Calcium in the heart: from physiology to disease

Contraction of the heart results from an increase of cytoplasmic Ca2+ concentration ([Ca2+](i)), the so-called systolic Ca2+ transient. Most of this results from the release of Ca2+ from the sarcoplasmic reticulum (SR) through the ryanodine receptor (RyR). In turn, the amplitude of this Ca2+ transient determines the contractility of the heart. In this lecture, I consider the factors which govern the size and stability of this Ca2+ release. The amplitude of the Ca2+ transient is a steep function of SR Ca, resulting in a requirement for very precise beat-to-beat regulation of SR Ca content.
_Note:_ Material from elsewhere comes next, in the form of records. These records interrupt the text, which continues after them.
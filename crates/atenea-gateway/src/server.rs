// SPDX-FileCopyrightText: 2026 Atenea Contributors
// SPDX-License-Identifier: MIT OR Apache-2.0

//! Gateway HTTP server built on axum.
//!
//! Sets up routes, middleware, and shared state for the gateway.

use std::sync::Arc;
use std::time::{Duration, Instant};

use atenea_config::model::GatewayConfig;
use atenea_core::AteneaError;
use atenea_engine::ContactCenter;
use axum::{
    Router,
    http::{HeaderValue, Method, header},
    middleware as axum_middleware,
    routing::{get, post},
};
use tokio_util::sync::CancellationToken;
use tower_http::cors::{AllowOrigin, CorsLayer};
use tower_http::timeout::TimeoutLayer;
use tower_http::trace::TraceLayer;

use crate::auth::{AuthConfig, auth_middleware};
use crate::handlers;

/// Shared state for axum request handlers.
#[derive(Clone)]
pub struct GatewayState {
    /// The engine every route delegates to.
    pub center: Arc<ContactCenter>,
    /// Process start time for uptime calculation.
    pub started: Instant,
}

impl GatewayState {
    pub fn new(center: Arc<ContactCenter>) -> Self {
        Self {
            center,
            started: Instant::now(),
        }
    }
}

/// Gateway server configuration (mirrors `GatewayConfig` from atenea-config).
#[derive(Debug, Clone)]
pub struct ServerConfig {
    /// Host address to bind.
    pub host: String,
    /// Port to bind.
    pub port: u16,
    /// Authentication settings.
    pub auth: AuthConfig,
    /// Per-request timeout.
    pub request_timeout: Duration,
    /// Allowed CORS origins.
    pub cors_origins: Vec<String>,
}

impl From<&GatewayConfig> for ServerConfig {
    fn from(config: &GatewayConfig) -> Self {
        Self {
            host: config.host.clone(),
            port: config.port,
            auth: AuthConfig {
                bearer_token: config.bearer_token.clone(),
            },
            request_timeout: Duration::from_secs(config.request_timeout_secs),
            cors_origins: config.cors_origins.clone(),
        }
    }
}

fn cors_layer(origins: &[String]) -> CorsLayer {
    let allowed: Vec<HeaderValue> = origins
        .iter()
        .filter_map(|origin| match HeaderValue::from_str(origin) {
            Ok(value) => Some(value),
            Err(_) => {
                tracing::warn!(origin = %origin, "ignoring invalid CORS origin");
                None
            }
        })
        .collect();
    CorsLayer::new()
        .allow_origin(AllowOrigin::list(allowed))
        .allow_methods([Method::GET, Method::POST])
        .allow_headers([header::AUTHORIZATION, header::CONTENT_TYPE])
}

/// Builds the gateway router.
///
/// `GET /health` is public; every `/v1` route goes through bearer auth.
pub fn build_router(config: &ServerConfig, state: GatewayState) -> Router {
    let public_routes = Router::new()
        .route("/health", get(handlers::get_health))
        .with_state(state.clone());

    let api_routes = Router::new()
        .route("/v1/webhooks/inbound", post(handlers::post_inbound))
        .route("/v1/rooms", get(handlers::list_rooms))
        .route("/v1/rooms/{id}", get(handlers::get_room))
        .route("/v1/rooms/{id}/messages", get(handlers::get_room_messages))
        .route("/v1/rooms/{id}/handoffs", get(handlers::get_handoffs))
        .route("/v1/rooms/{id}/handoff/agent", post(handlers::post_handoff_agent))
        .route("/v1/rooms/{id}/handoff/bot", post(handlers::post_handoff_bot))
        .route("/v1/rooms/{id}/priority", post(handlers::post_priority))
        .route("/v1/rooms/{id}/complete", post(handlers::post_complete))
        .route("/v1/rooms/{id}/attention", post(handlers::post_attention))
        .route("/v1/attentions/{id}/classify", post(handlers::post_classify))
        .route("/v1/attentions/{id}/close", post(handlers::post_close))
        .route(
            "/v1/attentions/{id}/queries",
            post(handlers::post_query).get(handlers::get_queries),
        )
        .route(
            "/v1/attentions/{id}/survey",
            post(handlers::post_survey).get(handlers::get_survey),
        )
        .route("/v1/citizens/{id}/identity", post(handlers::post_identity))
        .route("/v1/messages/read", post(handlers::post_mark_read))
        .route("/v1/outbound", post(handlers::post_outbound))
        .route("/v1/presence/agents", post(handlers::post_register_agent))
        .route("/v1/presence/{id}", get(handlers::get_presence))
        .route(
            "/v1/presence/{id}/transition",
            post(handlers::post_presence_transition),
        )
        .route(
            "/v1/presence/{id}/history",
            get(handlers::get_presence_history),
        )
        .route_layer(axum_middleware::from_fn_with_state(
            config.auth.clone(),
            auth_middleware,
        ))
        .with_state(state);

    Router::new()
        .merge(public_routes)
        .merge(api_routes)
        .layer(TimeoutLayer::new(config.request_timeout))
        .layer(cors_layer(&config.cors_origins))
        .layer(TraceLayer::new_for_http())
}

/// Start the gateway HTTP server.
///
/// Serves until `shutdown` is cancelled, then stops accepting connections
/// and lets in-flight requests finish.
pub async fn start_server(
    config: &ServerConfig,
    state: GatewayState,
    shutdown: CancellationToken,
) -> Result<(), AteneaError> {
    if config.auth.bearer_token.is_none() {
        tracing::warn!("gateway bearer token not configured, API is unauthenticated");
    }
    let app = build_router(config, state);

    let addr = format!("{}:{}", config.host, config.port);
    let listener = tokio::net::TcpListener::bind(&addr)
        .await
        .map_err(|e| AteneaError::Channel {
            message: format!("failed to bind gateway to {addr}: {e}"),
            source: Some(Box::new(e)),
        })?;

    tracing::info!("Gateway server listening on {addr}");

    axum::serve(listener, app)
        .with_graceful_shutdown(async move { shutdown.cancelled().await })
        .await
        .map_err(|e| AteneaError::Channel {
            message: format!("gateway server error: {e}"),
            source: Some(Box::new(e)),
        })?;

    tracing::info!("gateway server stopped");
    Ok(())
}

#[cfg(test)]
mod tests {
    use super::*;

    #[test]
    fn server_config_from_gateway_config() {
        let gateway = GatewayConfig {
            bearer_token: Some("secret".to_string()),
            cors_origins: vec!["https://agentes.sat.gob.pe".to_string()],
            ..GatewayConfig::default()
        };
        let config = ServerConfig::from(&gateway);
        assert_eq!(config.host, "127.0.0.1");
        assert_eq!(config.port, 3000);
        assert_eq!(config.auth.bearer_token.as_deref(), Some("secret"));
        assert_eq!(config.cors_origins.len(), 1);
    }

    #[test]
    fn server_config_debug_redacts_token() {
        let gateway = GatewayConfig {
            bearer_token: Some("secret".to_string()),
            ..GatewayConfig::default()
        };
        let debug = format!("{:?}", ServerConfig::from(&gateway));
        assert!(!debug.contains("secret"));
    }

    #[test]
    fn invalid_cors_origins_are_skipped() {
        // Builds without panicking on a header-invalid origin.
        let _layer = cors_layer(&["https://ok.example".to_string(), "bad\norigin".to_string()]);
    }
}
This is achieved by a simple negative feedback mechanism, in which an increase of SR Ca content increases the size of the Ca2+ transient, resulting in a decrease of Ca2+ influx on the L-type Ca2+ current and an increase of efflux through Na+-Ca2+ exchange. Changing the activity of any of the Ca2+-cycling proteins will change the steady-state SR Ca content. This feedback mechanism has many consequences, including the fact that a change of RyR open probability has a only a temporary effect on the amplitude of the Ca2+ transient due to a compensating change of SR Ca content. The remainder of the article considers the link between intracellular Ca2+ waves and arrhythmias. This is done in the context of catecholaminergic polymorphic ventricular tachycardia, which is an inherited arrhythmia syndrome, in many cases due to a RyR mutation, where arrhythmias occur during exercise as a result of beta-adrenergic stimulation. Calcium waves occur only when the SR Ca content exceeds a threshold level. Our data show that the threshold is reduced by the RyR mutation and that the adrenergic stimulation increases SR Ca content.